This is a list of active ships of the Korean People's Navy, the naval service of North Korea. Most of the list includes ships of North Korean Origin. Yet, it also contains types that are less frequently used, with their origins from the former communist countries of the Soviet Union, and China. In late years, the production of lightly armored, yet mobile and maneuverable small PT Torpedo Boats increased, as well as patrol and landing craft used in case of national emergency. Submarines, on the other were costly, hard to manufacture. The corvettes of the Korean People's Navy were all outclassed by the 2000s and new ones are still under way.

==Submarines==

| Type | Class | Country of origin | In service | Notes | Photo |
|---|---|---|---|---|---|
| Diesel-electric submarine | Sinpo/Gorae-class | North Korea | 2 | First vessel in shipyard 2014, Experimental Ballistic Missile Submarine. May also be known as 'Gorae' (Whale class). Some reports suggests as many as six boats are being built, although others indicate that this is a single ship class for missile launch development only. Second submarine launched in September 2023. |  |
| Diesel-electric coastal submarine | Sang-O-class | North Korea | 40 | Manufactured in two variants, 34m Sang-O and 39m Sang-O II. 40 Sang-O I and 6 Sang-O II in operation. 1 Sang-O I captured by ROK. North Korean Special Operation Force uses specially equipped Sang-O for missions. |  |
| Diesel-electric midget submarine | Yono-class | North Korea | 36 | Iran operates a variant as the Ghadir-class submarine |  |
| Diesel-electric submarine | Type-033 | China | 20 | KPA Journal reported that these are being phased out in favor of Sang-O/Sang-O II. One has been modified to launch ballistic missiles. Sold as kits from China and was assembled in North Korea. Used by North Korean Special Operation Force for special maritime missions. |  |

== Destroyers ==

| Type | Class | Country of origin | In service | Notes | Photo |
| Destroyer | Choe Hyon-class | North Korea | 2 | First ship commissioned on April 25, 2025. At the launch of the second ship it was announced that two more were approved for construction. Second ship of the class launched on June 12, 2025 Second ship (Kang Kon) was commishioned on September 7, 2026 |

==Frigates and corvettes ==

| Type | Class | Country of origin | In service | Notes | Photo |
|---|---|---|---|---|---|
| Light frigate | Najin-class | North Korea | 2+ | Old vessels, one was modernized in 2014 |  |
| Corvette | Amnok-class | North Korea | 2 | Allegedly built using Krivak class hull. Has 8 Kumsong-3 (KN-19) anti ship missiles, 6 FN-6 SAM missiles, 1 76mm gun, 2 AK-230 anti air guns, 4 533mm torpedoes and 4 RBU-1200 anti submarine rocket launchers |  |
| Corvette | Nampo-class | North Korea | 2 | One more likely under construction. Also called Tuman class. |  |
| Corvette | Sariwon-class | North Korea | 5 | Based on Tral-class |  |
| Corvette/minesweeper | Fugas-class minesweeper | Soviet Union | 1 | Ex-Т-2 Tros (c. 1935) transferred 1953. Probably in reserve due to old age. |  |

Note: Satellite images from 2007 indicate that the empty hull of a Krivak-class frigate was purchased by North Korea around 2003. The ship was likely bought from a Russian scrap dealer, lacking any weapons or radar upon purchase. While it was assumed that North Korea purchased the hull for scrap metal, it remains in its original state for nearly five years, and has been transported from Wonsan to Nampo Harbor.

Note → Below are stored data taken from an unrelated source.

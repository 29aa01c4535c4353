/// A candidate value guarded by an optional predicate.
///
/// A rule whose `when` is absent or blank is the default rule of its set.
#[derive(Debug, Clone, PartialEq, Eq)]
pub struct Rule {
    pub when: Option<String>,
    pub value: String,
}

impl Rule {
    /// A conditional rule.
    #[must_use]
    pub fn when(predicate: impl Into<String>, value: impl Into<String>) -> Self {
        Self {
            when: Some(predicate.into()),
            value: value.into(),
        }
    }

    /// A default rule.
    #[must_use]
    pub fn otherwise(value: impl Into<String>) -> Self {
        Self {
            when: None,
            value: value.into(),
        }
    }

    #[must_use]
    pub fn is_default(&self) -> bool {
        self.predicate().is_none()
    }

    /// The predicate text, if it is non-blank.
    #[must_use]
    pub fn predicate(&self) -> Option<&str> {
        self.when.as_deref().filter(|w| !w.trim().is_empty())
    }
}

/// The ordered rules attached to one configuration node.
///
/// Declaration order is evaluation order. `path` is where the set was read
/// from and only feeds error messages.
#[derive(Debug, Clone, Default, PartialEq, Eq)]
pub struct RuleSet {
    path: String,
    rules: Vec<Rule>,
}

impl RuleSet {
    #[must_use]
    pub fn new(rules: Vec<Rule>) -> Self {
        Self {
            path: String::new(),
            rules,
        }
    }

    #[must_use]
    pub fn at(path: impl Into<String>, rules: Vec<Rule>) -> Self {
        Self {
            path: path.into(),
            rules,
        }
    }

    #[must_use]
    pub fn path(&self) -> &str {
        &self.path
    }

    #[must_use]
    pub fn rules(&self) -> &[Rule] {
        &self.rules
    }

    #[must_use]
    pub fn len(&self) -> usize {
        self.rules.len()
    }

    #[must_use]
    pub fn is_empty(&self) -> bool {
        self.rules.is_empty()
    }
}

impl FromIterator<Rule> for RuleSet {
    fn from_iter<I: IntoIterator<Item = Rule>>(iter: I) -> Self {
        Self::new(iter.into_iter().collect())
    }
}
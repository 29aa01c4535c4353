use ruleconf::{MemoryTree, RuleOverlay, SharedContext};

fn main() {
    let tree = MemoryTree::from_pairs([
        ("Logging:Level:_rules:0:when", "env == \"prod\" && !incident"),
        ("Logging:Level:_rules:0:value", "warn"),
        ("Logging:Level:_rules:1:when", "incident"),
        ("Logging:Level:_rules:1:value", "trace"),
        ("Logging:Level:_rules:2:value", "debug"),
        ("Logging:Format", "json"),
    ]);

    let shared = SharedContext::default();
    let overlay = RuleOverlay::builder(tree).context(shared.clone()).build();

    match overlay.section("Logging:Level") {
        Ok(level) => println!("before any context: {:?}", level.value()),
        Err(e) => println!("before any context: {e}"),
    }

    let states = [("prod", false), ("prod", true), ("staging", false)];
    for (env, incident) in states {
        shared.replace(
            ruleconf::Context::new()
                .set("env", env)
                .set("incident", incident),
        );
        let flat = match overlay.flatten() {
            Ok(flat) => flat,
            Err(e) => {
                eprintln!("failed to resolve logging config: {e}");
                continue;
            }
        };
        println!("{env} incident={incident}: {flat:?}");
    }
}
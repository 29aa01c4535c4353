use winnow::combinator::{alt, cut_err, delimited, not, opt, preceded, repeat, terminated};
use winnow::error::{ErrMode, ModalResult, StrContext, StrContextValue};
use winnow::prelude::*;
use winnow::token::{any, one_of, take_while};

use crate::{CompareOp, Expr, Operand, Value};

const KEYWORDS: &[&str] = &["and", "AND", "or", "OR", "not", "NOT", "true", "false"];

// -- Whitespace & keywords --------------------------------------------------

fn ws(input: &mut &str) -> ModalResult<()> {
    take_while(0.., |c: char| c.is_whitespace())
        .void()
        .parse_next(input)
}

fn ident_char(input: &mut &str) -> ModalResult<char> {
    one_of(|c: char| c.is_ascii_alphanumeric() || c == '_' || c == '.').parse_next(input)
}

fn kw_and<'i>(input: &mut &'i str) -> ModalResult<&'i str> {
    alt(("&&", terminated(alt(("AND", "and")), not(ident_char)))).parse_next(input)
}

fn kw_or<'i>(input: &mut &'i str) -> ModalResult<&'i str> {
    alt(("||", terminated(alt(("OR", "or")), not(ident_char)))).parse_next(input)
}

fn kw_not<'i>(input: &mut &'i str) -> ModalResult<&'i str> {
    alt((
        terminated("!", not('=')),
        terminated(alt(("NOT", "not")), not(ident_char)),
    ))
    .parse_next(input)
}

// -- Identifiers ------------------------------------------------------------

fn ident<'i>(input: &mut &'i str) -> ModalResult<&'i str> {
    (
        take_while(1.., |c: char| c.is_ascii_alphabetic() || c == '_'),
        take_while(0.., |c: char| {
            c.is_ascii_alphanumeric() || c == '_' || c == '.'
        }),
    )
        .take()
        .verify(|name: &str| !KEYWORDS.contains(&name))
        .parse_next(input)
}

// -- Literals ---------------------------------------------------------------

fn string_literal(input: &mut &str) -> ModalResult<String> {
    '"'.parse_next(input)?;
    let mut s = String::new();
    loop {
        let ch = cut_err(any).parse_next(input)?;
        match ch {
            '"' => return Ok(s),
            '\\' => {
                let esc = cut_err(any).parse_next(input)?;
                match esc {
                    '"' => s.push('"'),
                    '\\' => s.push('\\'),
                    'n' => s.push('\n'),
                    't' => s.push('\t'),
                    other => {
                        s.push('\\');
                        s.push(other);
                    }
                }
            }
            c => s.push(c),
        }
    }
}

fn number(input: &mut &str) -> ModalResult<Value> {
    let text = (
        opt('-'),
        take_while(1.., |c: char| c.is_ascii_digit()),
        opt(('.', take_while(1.., |c: char| c.is_ascii_digit()))),
    )
        .take()
        .parse_next(input)?;
    if text.contains('.') {
        text.parse::<f64>()
            .map(Value::Float)
            .map_err(|_| ErrMode::from_input(input).cut())
    } else {
        text.parse::<i64>()
            .map(Value::Int)
            .map_err(|_| ErrMode::from_input(input).cut())
    }
}

fn literal(input: &mut &str) -> ModalResult<Value> {
    alt((
        string_literal.map(Value::String),
        terminated("true", not(ident_char)).value(Value::Bool(true)),
        terminated("false", not(ident_char)).value(Value::Bool(false)),
        number,
    ))
    .parse_next(input)
}

fn operand(input: &mut &str) -> ModalResult<Operand> {
    ws.parse_next(input)?;
    alt((
        literal.map(Operand::Literal),
        ident.map(|name: &str| Operand::Field(name.to_owned())),
    ))
    .context(StrContext::Expected(StrContextValue::Description(
        "field or literal",
    )))
    .parse_next(input)
}

fn compare_op(input: &mut &str) -> ModalResult<CompareOp> {
    alt((
        ">=".value(CompareOp::Gte),
        ">".value(CompareOp::Gt),
        "<=".value(CompareOp::Lte),
        "<".value(CompareOp::Lt),
        "==".value(CompareOp::Eq),
        "!=".value(CompareOp::Neq),
    ))
    .parse_next(input)
}

// -- Expressions (precedence: OR < AND < NOT < primary) ---------------------

fn comparison(input: &mut &str) -> ModalResult<Expr> {
    let left = operand(input)?;
    let rhs = opt((ws, compare_op, cut_err(operand))).parse_next(input)?;
    Ok(match rhs {
        Some(((), op, right)) => Expr::Compare { left, op, right },
        None => Expr::Operand(left),
    })
}

fn primary(input: &mut &str) -> ModalResult<Expr> {
    ws.parse_next(input)?;
    alt((delimited('(', expr, (ws, cut_err(')'))), comparison))
        .context(StrContext::Expected(StrContextValue::Description(
            "expression",
        )))
        .parse_next(input)
}

fn unary(input: &mut &str) -> ModalResult<Expr> {
    ws.parse_next(input)?;
    if opt(kw_not).parse_next(input)?.is_some() {
        let inner = cut_err(unary).parse_next(input)?;
        Ok(Expr::Not(Box::new(inner)))
    } else {
        primary(input)
    }
}

fn and_expr(input: &mut &str) -> ModalResult<Expr> {
    let first = unary(input)?;
    let rest: Vec<Expr> = repeat(0.., preceded((ws, kw_and), cut_err(unary))).parse_next(input)?;
    Ok(rest
        .into_iter()
        .fold(first, |acc, r| Expr::And(Box::new(acc), Box::new(r))))
}

fn or_expr(input: &mut &str) -> ModalResult<Expr> {
    let first = and_expr(input)?;
    let rest: Vec<Expr> =
        repeat(0.., preceded((ws, kw_or), cut_err(and_expr))).parse_next(input)?;
    Ok(rest
        .into_iter()
        .fold(first, |acc, r| Expr::Or(Box::new(acc), Box::new(r))))
}

fn expr(input: &mut &str) -> ModalResult<Expr> {
    ws.parse_next(input)?;
    or_expr(input)
}

// -- Top level --------------------------------------------------------------

pub(super) fn predicate(input: &mut &str) -> ModalResult<Expr> {
    let parsed = expr(input)?;
    ws.parse_next(input)?;
    Ok(parsed)
}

==Torpedo boats and missile craft==

| Type | Class | Country of origin | In service | Notes | Photo |
|---|---|---|---|---|---|
| SES Stealth missile boat | Nongo class | North Korea | 7 |  |  |
| PTG missile craft | Soju class | North Korea | 10 |  |  |
| PTG missile craft | Huangfeng class | China | 4 |  |  |
| PTG small missile boat | Komar class | Soviet Union | 6 |  |  |
| PT small torpedo boat | Sin Hung class torpedo boat / Ku Song class torpedo boat | North Korea | 84 |  |  |
| Semi sub torpedo boat | Daedong class torpedo boat | North Korea | 3 |  |  |

==Patrol boats==

| Type | Class | Country of origin | In service | Photo |
|---|---|---|---|---|
| PG gun patrol boat | T Class patrol boat | North Korea | N/A |  |
| PG gun patrol boat | Mayang class patrol boat | North Korea | N/A |  |
| PC large coastal patrol boat | Taechong class I/II patrol boat | North Korea | 12 |  |
| PC large coastal patrol boat | Hainan class | China | 6 |  |
| PC/PT/PTG/WPC coastal/torpedo/armed patrol boat | Chong-Ju class patrol boat | North Korea | 6 |  |
| PC coastal patrol boat | SO-1 class patrol boat | Soviet Union | 19 |  |
| Coastal patrol boat | Shanghai 2 class | China | 13 |  |
| PC small coastal patrol boats | Sinpo class (Steel version of Pr. 183) | North Korea | 18 |  |
| Patrol boat | Chongjin class (Pr. 183 with ZIS-S-53 and two 2M-5) | North Korea | 54 |  |
| attack crafts | Chaho class (Based on Pr. 183 torpedo boats) | North Korea | 59 |  |

==Utility/landing craft==

| Type | Class | Country of origin | In service |
|---|---|---|---|
| LCU utility landing craft | Hantae class | North Korea |  |
| LCM medium landing craft | Hungnam class | North Korea | 15 |
| LCU medium landing craft | Hanchon class | North Korea | 36 |
| LCPA amphibious landing craft | Kong Bang class I/II/III | North Korea |  |
| LCP Landing Craft, Personnel | Nampo class | North Korea |  |
| PT assault torpedo boats | Chong Jin class - based on Chaho class | North Korea |  |
| LCPA amphibious landing craft | Nampo class A/B | North Korea | 48 |
| LCVP Landing Craft, Vehicle and Personnel | Nampo class | North Korea |  |
| ACV assault hovercraft | Kongbang class | North Korea |  |
| Minesweeping boats | Yukto class | North Korea |  |
| Fleet Ocean Tugboat | AT/F | North Korea |  |
| WPB coastal cutters | Yongdo class | North Korea |  |
| WPB coastal cutters | N/A | North Korea |  |
| ASR Submarine rescue ship (Catamaran-hulled rescue/salvage ship) | Kowan class | North Korea | 1 |
| AS - Submarine tender | N/A | North Korea | 1 |
| Ocean AGHS - Patrol Combatant Support Ship | N/A | North Korea | 1 |
| Inshore AGHS - Patrol Combatant Support Ship | N/A | North Korea | 30 |
| Very slender vessels | Nalchi class | North Korea |  |

==Naval Aviation==

Only 4 ships in the KPN have aviation capability with Nampo-class corvette and two Choe Hyon-class destroyers the only active ships with facilities. The rotary aircraft would likely be the Mil Mi-4 PL Mil Mi-14 PL (ASW) and are flown by Korean People's Army Air and Anti-Air Force.